[Dataset Boundary: Start]
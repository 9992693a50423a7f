mod api;
pub mod health;
pub mod modules;
mod shared;

use crate::api::openapi::ApiDoc;
use crate::health::HealthState;
use crate::modules::email::adapter::outgoing::SmtpEmailSender;
use crate::modules::email::application::ports::outgoing::{AccountNotifier, EmailSender};
use crate::modules::email::application::services::AccountEmailService;
use crate::modules::users::adapter::incoming::scheduler::unactivated_user_purge::{
    unactivated_user_purge_worker, DEFAULT_PURGE_INTERVAL_SECS,
};
use crate::modules::users::adapter::incoming::web::routes::init_routes;
use crate::modules::users::adapter::outgoing::token_cache_redis::DEFAULT_KEY_PREFIX;
use crate::modules::users::adapter::outgoing::{
    Argon2Hasher, JwtConfig, JwtTokenService, OAuth2Provider, OAuthConfig,
    PrometheusAccountMetrics, RedisTokenCache, SocialAccountPostgres, UserQueryPostgres,
    UserRepositoryPostgres,
};
use crate::modules::users::application::ports::outgoing::{
    AccountMetrics, OAuthProvider, OAuthStateStore, PasswordHasher, SocialAccountStore,
    UserQuery, UserRepository,
};
use crate::modules::users::application::services::TokenLifecycle;
use crate::modules::users::application::use_cases::{
    activate_user::{ActivateUserUseCase, IActivateUserUseCase},
    authenticate_user::{AuthenticateUserUseCase, IAuthenticateUserUseCase},
    confirm_deactivation::{ConfirmDeactivationUseCase, IConfirmDeactivationUseCase},
    confirm_deletion::{ConfirmDeletionUseCase, IConfirmDeletionUseCase},
    confirm_email_change::{ConfirmEmailChangeUseCase, IConfirmEmailChangeUseCase},
    confirm_password_reset::{ConfirmPasswordResetUseCase, IConfirmPasswordResetUseCase},
    confirm_reactivation::{ConfirmReactivationUseCase, IConfirmReactivationUseCase},
    confirm_username_change::{ConfirmUsernameChangeUseCase, IConfirmUsernameChangeUseCase},
    login_user::{ILoginUserUseCase, LoginUserUseCase},
    logout_user::{ILogoutUserUseCase, LogoutUserUseCase},
    oauth_callback::{IOAuthCallbackUseCase, OAuthCallbackUseCase},
    oauth_login::{IOAuthLoginUseCase, OAuthLoginUseCase},
    purge_unactivated_users::{
        IPurgeUnactivatedUsersUseCase, PurgeUnactivatedUsersUseCase,
        DEFAULT_UNACTIVATED_TTL_MINUTES,
    },
    re_login::{IReLoginUseCase, ReLoginUseCase},
    register_user::{IRegisterUserUseCase, RegisterUserUseCase},
    request_account_action::{IRequestAccountActionUseCase, RequestAccountActionUseCase},
    request_password_reset::{IRequestPasswordResetUseCase, RequestPasswordResetUseCase},
    request_reactivation::{IRequestReactivationUseCase, RequestReactivationUseCase},
};
use crate::shared::api::custom_json_config;
use crate::shared::config::{self, ProjectSettings};

use actix_web::{web, App, HttpServer};
use actix_web_prom::PrometheusMetricsBuilder;
use deadpool_redis::{Config, Runtime};
use migration::{Migrator, MigratorTrait};
use sea_orm::{ConnectOptions, Database};
use std::io;
use std::sync::Arc;
use std::time::Duration;
use tokio::sync::broadcast;
use utoipa::OpenApi;
use utoipa_swagger_ui::SwaggerUi;

use tracing::{info, warn};
use tracing_subscriber::{layer::SubscriberExt, util::SubscriberInitExt};

#[cfg(test)]
mod tests;

#[derive(Clone)]
pub struct AppState {
    pub register_user_use_case: Arc<dyn IRegisterUserUseCase + Send + Sync>,
    pub activate_user_use_case: Arc<dyn IActivateUserUseCase + Send + Sync>,
    pub login_user_use_case: Arc<dyn ILoginUserUseCase + Send + Sync>,
    pub re_login_use_case: Arc<dyn IReLoginUseCase + Send + Sync>,
    pub logout_user_use_case: Arc<dyn ILogoutUserUseCase + Send + Sync>,
    pub authenticate_user_use_case: Arc<dyn IAuthenticateUserUseCase + Send + Sync>,
    pub request_account_action_use_case: Arc<dyn IRequestAccountActionUseCase + Send + Sync>,
    pub confirm_deactivation_use_case: Arc<dyn IConfirmDeactivationUseCase + Send + Sync>,
    pub confirm_deletion_use_case: Arc<dyn IConfirmDeletionUseCase + Send + Sync>,
    pub confirm_email_change_use_case: Arc<dyn IConfirmEmailChangeUseCase + Send + Sync>,
    pub confirm_username_change_use_case: Arc<dyn IConfirmUsernameChangeUseCase + Send + Sync>,
    pub request_reactivation_use_case: Arc<dyn IRequestReactivationUseCase + Send + Sync>,
    pub confirm_reactivation_use_case: Arc<dyn IConfirmReactivationUseCase + Send + Sync>,
    pub request_password_reset_use_case: Arc<dyn IRequestPasswordResetUseCase + Send + Sync>,
    pub confirm_password_reset_use_case: Arc<dyn IConfirmPasswordResetUseCase + Send + Sync>,
    pub oauth_login_use_case: Arc<dyn IOAuthLoginUseCase + Send + Sync>,
    pub oauth_callback_use_case: Arc<dyn IOAuthCallbackUseCase + Send + Sync>,
    pub metrics: Arc<dyn AccountMetrics>,
}

#[actix_web::main]
#[cfg(not(tarpaulin_include))]
async fn start() -> io::Result<()> {
    tracing_subscriber::registry()
        .with(
            tracing_subscriber::EnvFilter::try_from_default_env()
                .unwrap_or_else(|_| "info,actix_web=info".into()),
        )
        .with(tracing_subscriber::fmt::layer())
        .init();

    info!("Starting application...");

    // Redis TLS connections need a process-wide crypto provider
    if rustls::crypto::ring::default_provider()
        .install_default()
        .is_err()
    {
        warn!("rustls crypto provider was already installed");
    }

    let environment = config::load_env_files();

    let host = config::required("HOST")?;
    let port = config::required("PORT")?;
    let db_url = config::required("DATABASE_URL")?;
    let redis_url = config::required("REDIS_URL")?;
    let settings = ProjectSettings::from_env(&environment, &host, &port);

    let server_url = format!("{host}:{port}");
    info!(
        app = %settings.name,
        version = %settings.version,
        environment = %settings.environment,
        "Server will listen on {}", server_url
    );

    // Database connection
    let mut opt = ConnectOptions::new(db_url);
    opt.max_connections(50)
        .min_connections(10)
        .connect_timeout(Duration::from_secs(5))
        .acquire_timeout(Duration::from_secs(5))
        .idle_timeout(Duration::from_secs(300))
        .max_lifetime(Duration::from_secs(1800))
        .sqlx_logging(false);

    let conn = Database::connect(opt).await.map_err(io::Error::other)?;

    if config::flag("RUN_MIGRATIONS") {
        Migrator::up(&conn, None).await.map_err(io::Error::other)?;
        info!("Database migrations applied");
    }

    let db_arc = Arc::new(conn);

    // Redis connection
    let redis_pool = Config::from_url(&redis_url)
        .create_pool(Some(Runtime::Tokio1))
        .map_err(io::Error::other)?;
    let redis_arc = Arc::new(redis_pool);

    // Metrics: account counters share the registry served by the middleware
    let registry = prometheus::Registry::new();
    let metrics_namespace = settings.slug().replace('-', "_");
    let account_metrics: Arc<dyn AccountMetrics> = Arc::new(
        PrometheusAccountMetrics::new(&registry, &metrics_namespace).map_err(io::Error::other)?,
    );
    let prometheus = PrometheusMetricsBuilder::new(&metrics_namespace)
        .registry(registry)
        .endpoint("/metrics")
        .build()
        .map_err(|e| io::Error::other(e.to_string()))?;

    // Outgoing adapters
    let token_provider = Arc::new(JwtTokenService::new(JwtConfig::from_env(settings.slug())?));
    let token_cache = Arc::new(RedisTokenCache::new(
        Arc::clone(&redis_arc),
        config::optional("TOKEN_CACHE_PREFIX").unwrap_or_else(|| DEFAULT_KEY_PREFIX.to_string()),
    ));
    let oauth_states: Arc<dyn OAuthStateStore> = token_cache.clone();
    let tokens = TokenLifecycle::new(token_provider, token_cache, Arc::clone(&account_metrics));

    let user_query: Arc<dyn UserQuery> = Arc::new(UserQueryPostgres::new(Arc::clone(&db_arc)));
    let user_repo: Arc<dyn UserRepository> =
        Arc::new(UserRepositoryPostgres::new(Arc::clone(&db_arc)));
    let hasher: Arc<dyn PasswordHasher> = Arc::new(Argon2Hasher::from_env()?);
    let social_accounts: Arc<dyn SocialAccountStore> =
        Arc::new(SocialAccountPostgres::new(Arc::clone(&db_arc)));

    let oauth_config = OAuthConfig::from_env(settings.public_base_url.clone())?;
    let oauth_provider: Arc<dyn OAuthProvider> = Arc::new(OAuth2Provider::new(&oauth_config)?);

    let email_sender: Arc<dyn EmailSender> = Arc::new(SmtpEmailSender::from_env(&environment)?);
    let notifier: Arc<dyn AccountNotifier> = Arc::new(AccountEmailService::new(
        email_sender,
        settings.name.clone(),
        settings.public_base_url.clone(),
    ));

    let state = AppState {
        register_user_use_case: Arc::new(RegisterUserUseCase::new(
            Arc::clone(&user_query),
            Arc::clone(&user_repo),
            Arc::clone(&hasher),
            tokens.clone(),
            Arc::clone(&notifier),
        )),
        activate_user_use_case: Arc::new(ActivateUserUseCase::new(
            Arc::clone(&user_query),
            Arc::clone(&user_repo),
            tokens.clone(),
            Arc::clone(&notifier),
        )),
        login_user_use_case: Arc::new(LoginUserUseCase::new(
            Arc::clone(&user_query),
            Arc::clone(&user_repo),
            Arc::clone(&hasher),
            Arc::clone(&social_accounts),
            tokens.clone(),
        )),
        re_login_use_case: Arc::new(ReLoginUseCase::new(
            Arc::clone(&user_query),
            Arc::clone(&user_repo),
            tokens.clone(),
        )),
        logout_user_use_case: Arc::new(LogoutUserUseCase::new(tokens.clone())),
        authenticate_user_use_case: Arc::new(AuthenticateUserUseCase::new(
            Arc::clone(&user_query),
            tokens.clone(),
        )),
        request_account_action_use_case: Arc::new(RequestAccountActionUseCase::new(
            tokens.clone(),
            Arc::clone(&notifier),
        )),
        confirm_deactivation_use_case: Arc::new(ConfirmDeactivationUseCase::new(
            Arc::clone(&user_query),
            Arc::clone(&user_repo),
            tokens.clone(),
            Arc::clone(&notifier),
        )),
        confirm_deletion_use_case: Arc::new(ConfirmDeletionUseCase::new(
            Arc::clone(&user_query),
            Arc::clone(&user_repo),
            tokens.clone(),
            Arc::clone(&notifier),
        )),
        confirm_email_change_use_case: Arc::new(ConfirmEmailChangeUseCase::new(
            Arc::clone(&user_query),
            Arc::clone(&user_repo),
            tokens.clone(),
            Arc::clone(&notifier),
        )),
        confirm_username_change_use_case: Arc::new(ConfirmUsernameChangeUseCase::new(
            Arc::clone(&user_query),
            Arc::clone(&user_repo),
            tokens.clone(),
            Arc::clone(&notifier),
        )),
        request_reactivation_use_case: Arc::new(RequestReactivationUseCase::new(
            Arc::clone(&user_query),
            tokens.clone(),
            Arc::clone(&notifier),
        )),
        confirm_reactivation_use_case: Arc::new(ConfirmReactivationUseCase::new(
            Arc::clone(&user_query),
            Arc::clone(&user_repo),
            tokens.clone(),
            Arc::clone(&notifier),
        )),
        request_password_reset_use_case: Arc::new(RequestPasswordResetUseCase::new(
            Arc::clone(&user_query),
            tokens.clone(),
            Arc::clone(&notifier),
        )),
        confirm_password_reset_use_case: Arc::new(ConfirmPasswordResetUseCase::new(
            Arc::clone(&user_query),
            Arc::clone(&user_repo),
            Arc::clone(&hasher),
            tokens.clone(),
            notifier,
        )),
        oauth_login_use_case: Arc::new(OAuthLoginUseCase::new(
            Arc::clone(&oauth_provider),
            Arc::clone(&oauth_states),
        )),
        oauth_callback_use_case: Arc::new(OAuthCallbackUseCase::new(
            oauth_provider,
            oauth_states,
            social_accounts,
            Arc::clone(&user_query),
            Arc::clone(&user_repo),
            hasher,
            tokens,
        )),
        metrics: Arc::clone(&account_metrics),
    };

    // Background purge of never-activated sign-ups
    let purge_ttl = config::parse_or("UNACTIVATED_USER_TTL_MINUTES", DEFAULT_UNACTIVATED_TTL_MINUTES)?;
    let purge_every = config::parse_or(
        "UNACTIVATED_USER_PURGE_INTERVAL_SECS",
        DEFAULT_PURGE_INTERVAL_SECS,
    )?;
    let purge_use_case: Arc<dyn IPurgeUnactivatedUsersUseCase> =
        Arc::new(PurgeUnactivatedUsersUseCase::new(
            Arc::clone(&user_repo),
            Arc::clone(&account_metrics),
            chrono::Duration::minutes(purge_ttl),
        ));
    let (shutdown_tx, shutdown_rx) = broadcast::channel::<()>(1);
    let purge_worker = tokio::spawn(unactivated_user_purge_worker(
        purge_use_case,
        Duration::from_secs(purge_every.max(1)),
        shutdown_rx,
    ));

    let health_state = web::Data::new(HealthState::new(
        settings,
        Arc::clone(&db_arc),
        Arc::clone(&redis_arc),
        account_metrics,
    ));
    let openapi = ApiDoc::openapi();

    let result = HttpServer::new(move || {
        App::new()
            .wrap(prometheus.clone())
            .app_data(web::Data::new(state.clone()))
            .app_data(health_state.clone())
            .app_data(custom_json_config())
            .service(crate::health::health)
            .service(crate::health::readiness)
            .configure(init_routes)
            .service(SwaggerUi::new("/docs/{_:.*}").url("/api-docs/openapi.json", openapi.clone()))
    })
    .bind(server_url)?
    .run()
    .await;

    // Server has stopped; let the worker finish its current run
    if shutdown_tx.send(()).is_err() {
        warn!("Purge worker already stopped");
    }
    if let Err(e) = purge_worker.await {
        warn!(error = %e, "Purge worker ended abnormally");
    }

    result
}

#[cfg(not(tarpaulin_include))]
fn main() {
    if let Err(e) = start() {
        eprintln!("Error starting app: {e}");
    }
}
pub mod outgoing;
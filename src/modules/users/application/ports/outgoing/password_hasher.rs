use async_trait::async_trait;

#[derive(Debug, Clone, thiserror::Error)]
pub enum HashError {
    #[error("Password hashing failed")]
    HashFailed,

    #[error("Password verification failed")]
    VerifyFailed,

    #[error("Background task failed")]
    TaskFailed,
}

/// Hashes and checks account passwords. `verify_password` answers `Ok(false)`
/// for a wrong password and reserves `Err` for malformed hashes.
#[cfg_attr(test, mockall::automock)]
#[async_trait]
pub trait PasswordHasher: Send + Sync {
    async fn hash_password(&self, password: &str) -> Result<String, HashError>;
    async fn verify_password(&self, password: &str, hash: &str) -> Result<bool, HashError>;
}
use async_trait::async_trait;
use chrono::{DateTime, Utc};
use uuid::Uuid;

use crate::modules::users::application::domain::{NewUser, User};

#[derive(Debug, Clone, thiserror::Error)]
pub enum UserRepositoryError {
    #[error("User already exists")]
    UserAlreadyExists,

    #[error("User not found")]
    UserNotFound,

    #[error("Database error: {0}")]
    DatabaseError(String),
}

#[cfg_attr(test, mockall::automock)]
#[async_trait]
pub trait UserRepository: Send + Sync {
    /// Inserts an inactive account.
    async fn create(&self, user: NewUser) -> Result<User, UserRepositoryError>;

    async fn set_active(&self, user_id: Uuid, is_active: bool) -> Result<User, UserRepositoryError>;

    async fn record_login(
        &self,
        user_id: Uuid,
        at: DateTime<Utc>,
    ) -> Result<User, UserRepositoryError>;

    async fn update_email(&self, user_id: Uuid, email: String) -> Result<User, UserRepositoryError>;

    async fn update_username(
        &self,
        user_id: Uuid,
        username: String,
    ) -> Result<User, UserRepositoryError>;

    async fn update_password(
        &self,
        user_id: Uuid,
        password_hash: String,
    ) -> Result<(), UserRepositoryError>;

    async fn delete(&self, user_id: Uuid) -> Result<(), UserRepositoryError>;

    /// Removes accounts that were never activated nor logged in and joined
    /// before `cutoff`. Returns the number of deleted rows.
    async fn delete_unactivated_before(
        &self,
        cutoff: DateTime<Utc>,
    ) -> Result<u64, UserRepositoryError>;
}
[Dataset Boundary: End]
## Work request
Find every line in the records that has the word "rustls". Copy those lines.

## Written response
    if rustls::crypto::ring::default_provider()
        warn!("rustls crypto provider was already installed");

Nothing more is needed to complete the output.